Tag Archives: Graduate Students Profiles

NEW GRAD STUDENT PROFILES, FALL 2019

Rutgers Comp Lit is thrilled to introduce the two students of this year’s incoming cohort: Sneha and Xingming.

Sneha Khaund attended St. Stephen’s College in Delhi for her undergraduate degree in English Literature. Following her studies in Delhi, she moved to London to study for an MA in Comparative Literature at the School of Oriental and African Studies (SOAS). As a Commonwealth Scholar at SOAS, she explored how multilingualism is a productive lens from which to think about world literature. She looks forward to developing these interests at Rutgers by focusing on eastern India. Prior to joining Rutgers, Sneha worked in the publishing industry and hopes to combine her interest in writing for popular media with her academic training.

Xingming Wang’s research interests lie in modern and contemporary Chinese literature, with theoretical concerns centering on animal studies, environmental humanities, and trauma and memory studies. He was born in Xuzhou, a city renowned for the culture of Han Dynasty, ancient battlefields, and heavy industry, where his critical awareness of historical memory and environmental protection has taken root and grown into an academic passion. At Soochow University, Xingming majored in English and focused on trauma in modernist literature, especially the works of Ernest Hemingway and William Faulkner. He was also fascinated by the novels of Charles Dickens and thus ventured into a close reading of Nineteenth-century British literature. Meanwhile, he got affiliated to Jingwen College, an institute accommodating students from fifty different majors and endorsing interdisciplinary academic projects, where he honed his research skills. After that, Xingming went to Nanjing University for graduate study in English language and literature. While working on his M.A. thesis on critical animal studies, he took courses outside the English Department and found his interests gravitating towards animals in modern Chinese literature. At Rutgers, Xingming hopes to probe how representations of animals engage with the discourse of “human” and how literary animals embody a site of testimony to the painful moments in modern Chinese history.

Welcome, Sneha and Xingming!

New Grad Student Profiles, Fall 2017

This academic year we welcome four students from a variety of educational backgrounds and interests to our comparative literature community at Rutgers! Meet Monica,Paulina, Thato and Yuanqiu.

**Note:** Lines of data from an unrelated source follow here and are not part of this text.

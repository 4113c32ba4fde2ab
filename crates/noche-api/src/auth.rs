//! Bearer-token extractor.

use std::sync::Arc;

use axum::{
  extract::FromRequestParts,
  http::{HeaderMap, header, request::Parts},
};
use noche_core::engine::{Caller, SwipeEngine};

use crate::{ApiBackend, error::ApiError};

/// The resolved caller of a request.
///
/// A missing, malformed, unknown or revoked token resolves to
/// [`Caller::Anonymous`]; the engine then rejects the request as
/// unauthenticated. Only a storage failure while resolving the token fails
/// extraction.
pub struct CallerIdentity(pub Caller);

/// The token from an `Authorization: Bearer <token>` header, if any.
pub fn bearer_token(headers: &HeaderMap) -> Option<&str> {
  let value = headers.get(header::AUTHORIZATION)?.to_str().ok()?;
  let (scheme, token) = value.split_once(' ')?;
  let token = token.trim();
  (scheme.eq_ignore_ascii_case("bearer") && !token.is_empty()).then_some(token)
}

impl<S> FromRequestParts<Arc<SwipeEngine<S>>> for CallerIdentity
where
  S: ApiBackend,
{
  type Rejection = ApiError;

  async fn from_request_parts(
    parts: &mut Parts,
    engine: &Arc<SwipeEngine<S>>,
  ) -> Result<Self, Self::Rejection> {
    let Some(token) = bearer_token(&parts.headers) else {
      return Ok(Self(Caller::Anonymous));
    };

    let backend = &**engine.backend();
    let user = engine
      .config()
      .retry
      .run("authenticate", move || backend.authenticate(token))
      .await?;
    if user.is_none() {
      tracing::debug!("unknown or revoked bearer token");
    }
    Ok(Self(Caller::from(user)))
  }
}

#[cfg(test)]
mod tests {
  use axum::http::HeaderValue;

  use super::*;

  fn headers(value: &str) -> HeaderMap {
    let mut h = HeaderMap::new();
    h.insert(header::AUTHORIZATION, HeaderValue::from_str(value).unwrap());
    h
  }

  #[test]
  fn parses_bearer_scheme() {
    assert_eq!(bearer_token(&headers("Bearer abc123")), Some("abc123"));
    assert_eq!(bearer_token(&headers("bearer  abc123 ")), Some("abc123"));
  }

  #[test]
  fn rejects_other_schemes_and_empty_tokens() {
    assert_eq!(bearer_token(&headers("Basic dXNlcjpwYXNz")), None);
    assert_eq!(bearer_token(&headers("Bearer ")), None);
    assert_eq!(bearer_token(&headers("Bearer")), None);
    assert_eq!(bearer_token(&HeaderMap::new()), None);
  }
}
// Core modules
pub mod backtest;
pub mod config;
pub mod error;
pub mod execution;
pub mod indicators;
pub mod models;
pub mod persistence;
pub mod risk;
pub mod strategy;

// Re-export commonly used types
pub use config::Settings;
pub use error::Error;
pub use models::*;
pub use strategy::SignalClassifier;

// Error handling
pub type Result<T> = std::result::Result<T, Error>;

Mònica Tomàs White is interested in the humanities that lie beyond the human, whether it be animals and the environment, posthumanism, the supernatural, or the insane. She developed her ideas about theory as a tool for improving life on Earth while completing her BA in Comparative Literature and French at UC Berkeley, and MA in Gender Studies at the University of Barcelona, the latter been her hometown. Having mostly studied within the Spanish and French national traditions, she now hopes to explore other geographies at Rutgers, particularly Latin America and East Asia.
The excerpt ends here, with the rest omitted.